The strategy-deck problem

Most AI strategy decks describe a market opportunity, list popular use cases, and recommend a roadmap of pilots. They could be applied to almost any business. That's the problem — they aren't actually about your business.

A strategy that could be cut-and-pasted into another company isn't a strategy. It's a market summary with a budget attached.

The result is predictable. Companies invest in three or four pilots, see scattered returns, and quietly conclude that AI "doesn't work for them." The technology wasn't the problem. The diagnosis was missing.

What a real diagnosis looks like

A real diagnosis is a written document. It names the specific places in your business where AI saves real money — and the places where it doesn't.

It comes from time inside your business, not from external research. We sit with your QS for a morning. We watch your bid manager send a tender. We follow a callout from booking to invoice. The findings are specific: "Your bid cycle takes 11 days. Seven of those days are administrative. Here's what AI removes, what it doesn't, and what it costs."

The diagnosis includes a sequence (which workflow first, why, and what it has to prove before the next one starts), a number (expected pounds saved over twelve months, with assumptions stated openly), and what we'd recommend against. The last part matters most.

What you should expect from a diagnostic-first engagement

A diagnostic engagement is short. Usually three to four weeks. The deliverable is a written document, not a slide deck.
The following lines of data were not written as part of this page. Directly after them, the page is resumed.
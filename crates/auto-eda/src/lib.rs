//! Automated Exploratory Data Analysis Engine
//!
//! Turns an uploaded CSV table into an ordered dashboard description, built
//! with Rust and Polars.
//!
//! # Overview
//!
//! - **Ingestion**: CSV bytes to a typed, versioned [`Table`]
//! - **Profiling**: Shape, column types, missing values and descriptive statistics
//! - **Cleaning**: Optional row dropping and mean imputation, applied in toggle order
//! - **Charts**: Correlation heatmap, distribution, category counts, outliers and
//!   a sampled pairwise plot, with an informational message when a chart has no
//!   eligible columns
//! - **Rendering**: A serializable [`RenderPlan`] the display layer walks top to bottom
//!
//! # Quick Start
//!
//! ```rust,ignore
//! use auto_eda::{CleaningOp, EdaConfig, Picker, Session};
//!
//! let mut session = Session::new(EdaConfig::default())?;
//! let plan = session.upload(&std::fs::read("data.csv")?, "data.csv")?;
//!
//! session.set_toggle(CleaningOp::ImputeMean, true);
//! session.select(Picker::Distribution, Some("price".to_string()));
//! let plan = session.render()?;
//!
//! println!("{}", plan.to_json()?);
//! ```
//!
//! # Stateless use
//!
//! [`render`] is a plain function of its inputs, so a host that keeps its own
//! state can skip [`Session`]:
//!
//! ```rust,ignore
//! use auto_eda::*;
//!
//! let config = EdaConfig::default();
//! let table = read_csv(bytes, "upload.csv", &config)?;
//! let toggles = ToggleState::from_order([CleaningOp::DropMissing]);
//! let plan = render(&table, &toggles, &SelectionState::new(), &config)?;
//! ```
//!
//! # Configuration
//!
//! ```rust,ignore
//! let config = EdaConfig::builder()
//!     .preview_rows(10)
//!     .pairplot_sample_cap(500)
//!     .sample_seed(7)
//!     .build()?;
//! ```

pub mod charts;
pub mod classifier;
pub mod cleaner;
pub mod config;
pub mod error;
pub mod imputers;
pub mod ingest;
pub mod profiler;
pub mod render;
pub mod session;
pub mod types;
pub mod utils;

// Re-exports for convenient access
pub use charts::{
    CategoryCount, CategoryCountChart, ChartOutcome, ChartSelector, CorrelationHeatmap,
    DistributionChart, OutlierBoxplot, PairwisePlot, resolve_selection,
};
pub use classifier::ColumnPartition;
pub use cleaner::{AppliedCleaning, CleaningOutcome, DataCleaner};
pub use config::{ConfigValidationError, EdaConfig, EdaConfigBuilder};
pub use error::{EdaError, Result as EdaResult, ResultExt};
pub use imputers::StatisticalImputer;
pub use ingest::{read_csv, read_csv_file};
pub use profiler::DataProfiler;
pub use render::{MessageLevel, RenderPlan, Section, SectionBody, render};
pub use session::Session;
pub use types::{
    CleaningOp, ColumnKind, ColumnProfile, ColumnType, DescribeRow, MissingEntry, MissingReport,
    Picker, SelectionState, Table, ToggleState,
};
The cost is meaningful but not large — typically less than what a single bad pilot would cost. The point of the diagnosis is to make sure your bigger investments don't go to the wrong places.

It's also the only honest way to know whether the company you've hired understands construction. After four weeks, you'll know whether they've engaged with your business or repackaged generic advice.

When a diagnosis says "no"

Sometimes the diagnosis concludes that AI isn't the right next investment. The bigger lever might be CRM data, process documentation, or hiring one more PM.

That outcome is rarer than buyers expect — there's almost always something worth doing — but it's not impossible. And the willingness to say "no" is the difference between an advisor and a salesperson.

A diagnostic-first approach makes that "no" possible. A pilot-first approach makes it almost impossible to say.